▶ _Provided information_
-*-*-
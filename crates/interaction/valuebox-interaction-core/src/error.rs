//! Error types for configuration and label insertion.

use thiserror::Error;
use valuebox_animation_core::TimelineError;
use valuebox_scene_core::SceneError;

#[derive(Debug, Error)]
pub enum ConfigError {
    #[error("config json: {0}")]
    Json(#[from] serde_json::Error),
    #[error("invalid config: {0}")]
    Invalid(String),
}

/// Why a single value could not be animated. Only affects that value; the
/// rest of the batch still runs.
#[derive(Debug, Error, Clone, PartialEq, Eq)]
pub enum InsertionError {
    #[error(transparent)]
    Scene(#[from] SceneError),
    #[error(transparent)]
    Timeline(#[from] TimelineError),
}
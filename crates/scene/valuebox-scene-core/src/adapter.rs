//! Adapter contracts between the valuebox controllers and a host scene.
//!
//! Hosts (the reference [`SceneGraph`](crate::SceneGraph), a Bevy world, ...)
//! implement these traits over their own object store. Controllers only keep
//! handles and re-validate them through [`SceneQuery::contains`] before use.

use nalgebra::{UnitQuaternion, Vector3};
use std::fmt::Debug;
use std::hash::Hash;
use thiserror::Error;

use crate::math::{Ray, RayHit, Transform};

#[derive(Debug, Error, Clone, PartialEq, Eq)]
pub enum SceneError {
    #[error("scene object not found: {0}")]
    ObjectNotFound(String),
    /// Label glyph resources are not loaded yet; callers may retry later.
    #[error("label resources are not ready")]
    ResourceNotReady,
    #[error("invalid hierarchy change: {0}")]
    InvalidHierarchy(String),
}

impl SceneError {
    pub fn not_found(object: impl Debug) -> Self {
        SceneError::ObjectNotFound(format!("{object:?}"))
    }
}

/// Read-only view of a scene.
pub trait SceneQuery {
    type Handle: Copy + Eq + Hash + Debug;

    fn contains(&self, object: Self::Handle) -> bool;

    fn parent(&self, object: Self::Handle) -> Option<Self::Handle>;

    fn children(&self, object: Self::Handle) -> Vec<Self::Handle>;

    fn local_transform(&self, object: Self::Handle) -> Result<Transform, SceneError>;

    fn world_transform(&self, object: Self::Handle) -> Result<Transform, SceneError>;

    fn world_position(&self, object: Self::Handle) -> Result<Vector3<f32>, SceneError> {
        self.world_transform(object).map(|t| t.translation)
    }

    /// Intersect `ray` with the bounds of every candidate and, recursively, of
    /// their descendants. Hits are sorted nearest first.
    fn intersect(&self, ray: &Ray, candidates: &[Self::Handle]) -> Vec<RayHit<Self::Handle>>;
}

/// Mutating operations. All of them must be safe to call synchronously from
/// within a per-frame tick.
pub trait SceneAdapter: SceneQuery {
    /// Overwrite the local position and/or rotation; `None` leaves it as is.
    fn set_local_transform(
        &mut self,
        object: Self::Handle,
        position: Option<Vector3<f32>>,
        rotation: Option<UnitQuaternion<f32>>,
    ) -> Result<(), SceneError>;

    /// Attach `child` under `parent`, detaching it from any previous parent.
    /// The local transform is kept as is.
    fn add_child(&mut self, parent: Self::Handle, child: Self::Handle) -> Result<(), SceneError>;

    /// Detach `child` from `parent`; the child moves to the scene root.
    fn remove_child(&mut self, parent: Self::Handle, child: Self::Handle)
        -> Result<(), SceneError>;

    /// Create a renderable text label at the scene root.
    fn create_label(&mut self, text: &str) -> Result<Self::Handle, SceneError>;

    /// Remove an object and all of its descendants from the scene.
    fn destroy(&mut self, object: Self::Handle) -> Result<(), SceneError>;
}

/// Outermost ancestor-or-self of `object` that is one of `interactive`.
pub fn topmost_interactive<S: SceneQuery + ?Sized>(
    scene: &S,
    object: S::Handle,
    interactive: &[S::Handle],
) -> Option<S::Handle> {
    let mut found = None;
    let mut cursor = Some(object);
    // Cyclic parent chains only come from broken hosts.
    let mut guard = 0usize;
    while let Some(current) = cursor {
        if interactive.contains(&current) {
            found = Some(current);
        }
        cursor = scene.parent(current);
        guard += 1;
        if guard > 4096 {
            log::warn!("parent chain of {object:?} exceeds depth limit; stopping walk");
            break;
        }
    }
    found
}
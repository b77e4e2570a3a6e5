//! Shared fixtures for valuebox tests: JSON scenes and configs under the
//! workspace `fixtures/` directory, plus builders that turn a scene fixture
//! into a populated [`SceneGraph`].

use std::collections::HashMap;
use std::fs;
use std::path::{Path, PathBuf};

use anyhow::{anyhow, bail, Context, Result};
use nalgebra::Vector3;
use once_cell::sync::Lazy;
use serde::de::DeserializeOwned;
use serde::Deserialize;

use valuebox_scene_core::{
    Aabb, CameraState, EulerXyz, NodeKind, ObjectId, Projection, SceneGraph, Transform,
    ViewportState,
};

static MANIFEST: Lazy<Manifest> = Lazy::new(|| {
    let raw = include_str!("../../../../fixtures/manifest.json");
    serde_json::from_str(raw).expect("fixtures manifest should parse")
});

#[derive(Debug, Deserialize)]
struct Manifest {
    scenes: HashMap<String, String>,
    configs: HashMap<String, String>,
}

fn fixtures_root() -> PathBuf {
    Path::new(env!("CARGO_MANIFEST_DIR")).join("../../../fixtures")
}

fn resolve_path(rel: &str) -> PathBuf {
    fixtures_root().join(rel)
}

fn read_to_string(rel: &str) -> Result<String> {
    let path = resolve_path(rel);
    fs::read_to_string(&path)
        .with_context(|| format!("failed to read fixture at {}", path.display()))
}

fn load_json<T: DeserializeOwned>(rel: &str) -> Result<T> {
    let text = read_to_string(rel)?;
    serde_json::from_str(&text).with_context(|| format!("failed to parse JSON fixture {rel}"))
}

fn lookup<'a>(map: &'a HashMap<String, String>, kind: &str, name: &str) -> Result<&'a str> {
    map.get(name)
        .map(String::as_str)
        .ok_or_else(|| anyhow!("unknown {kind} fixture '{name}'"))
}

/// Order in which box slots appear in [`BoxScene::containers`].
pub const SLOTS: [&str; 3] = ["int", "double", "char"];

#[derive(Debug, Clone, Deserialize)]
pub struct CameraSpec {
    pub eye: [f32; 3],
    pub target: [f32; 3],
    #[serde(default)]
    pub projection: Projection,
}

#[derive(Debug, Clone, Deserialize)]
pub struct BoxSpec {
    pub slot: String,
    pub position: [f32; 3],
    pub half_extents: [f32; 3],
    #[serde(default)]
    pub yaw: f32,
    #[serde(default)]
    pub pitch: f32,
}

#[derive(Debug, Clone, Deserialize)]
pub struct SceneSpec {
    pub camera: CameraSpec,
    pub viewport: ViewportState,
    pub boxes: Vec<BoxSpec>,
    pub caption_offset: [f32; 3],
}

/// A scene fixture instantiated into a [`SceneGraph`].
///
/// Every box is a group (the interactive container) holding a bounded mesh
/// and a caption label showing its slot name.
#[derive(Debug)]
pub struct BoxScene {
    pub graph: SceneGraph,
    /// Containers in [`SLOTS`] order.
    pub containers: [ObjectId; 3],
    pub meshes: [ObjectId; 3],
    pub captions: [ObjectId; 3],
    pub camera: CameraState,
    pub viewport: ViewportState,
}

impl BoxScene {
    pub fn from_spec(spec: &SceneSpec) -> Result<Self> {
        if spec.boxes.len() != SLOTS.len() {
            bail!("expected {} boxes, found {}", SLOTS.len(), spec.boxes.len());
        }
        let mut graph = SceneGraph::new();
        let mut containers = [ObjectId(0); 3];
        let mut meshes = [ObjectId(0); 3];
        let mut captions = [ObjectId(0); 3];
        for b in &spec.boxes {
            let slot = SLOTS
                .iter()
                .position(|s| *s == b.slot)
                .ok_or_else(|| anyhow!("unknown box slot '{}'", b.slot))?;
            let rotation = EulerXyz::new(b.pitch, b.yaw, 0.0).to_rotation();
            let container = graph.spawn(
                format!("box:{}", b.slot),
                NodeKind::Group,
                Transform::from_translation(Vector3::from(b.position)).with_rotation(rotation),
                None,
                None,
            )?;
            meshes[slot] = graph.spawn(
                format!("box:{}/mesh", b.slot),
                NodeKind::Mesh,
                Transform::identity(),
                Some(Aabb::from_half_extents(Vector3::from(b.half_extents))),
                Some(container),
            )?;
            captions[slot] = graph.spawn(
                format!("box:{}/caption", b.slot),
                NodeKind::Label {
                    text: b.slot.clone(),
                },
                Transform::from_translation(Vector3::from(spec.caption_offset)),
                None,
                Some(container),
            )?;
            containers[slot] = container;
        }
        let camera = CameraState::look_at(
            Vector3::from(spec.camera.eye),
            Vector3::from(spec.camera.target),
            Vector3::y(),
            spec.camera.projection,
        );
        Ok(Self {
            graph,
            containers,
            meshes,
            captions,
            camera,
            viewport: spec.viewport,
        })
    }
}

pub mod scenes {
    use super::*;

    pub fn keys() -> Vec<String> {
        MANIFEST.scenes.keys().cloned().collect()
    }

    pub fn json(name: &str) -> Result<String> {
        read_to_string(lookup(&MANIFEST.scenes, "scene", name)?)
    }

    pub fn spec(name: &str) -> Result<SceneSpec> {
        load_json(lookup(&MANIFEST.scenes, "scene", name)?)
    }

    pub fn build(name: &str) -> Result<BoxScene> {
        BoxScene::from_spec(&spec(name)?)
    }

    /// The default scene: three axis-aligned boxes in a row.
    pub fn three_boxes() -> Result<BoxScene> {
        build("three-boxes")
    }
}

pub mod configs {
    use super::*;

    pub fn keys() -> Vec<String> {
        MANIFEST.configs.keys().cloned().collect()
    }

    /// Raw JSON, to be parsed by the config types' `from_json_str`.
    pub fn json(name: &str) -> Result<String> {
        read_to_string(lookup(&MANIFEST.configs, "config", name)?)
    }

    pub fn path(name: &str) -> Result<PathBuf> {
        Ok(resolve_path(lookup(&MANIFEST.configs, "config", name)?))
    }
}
-*-*-
Please copy out each line of the material that holds the string "types".

//! Error types for configuration and label insertion.
    /// Raw JSON, to be parsed by the config types' `from_json_str`.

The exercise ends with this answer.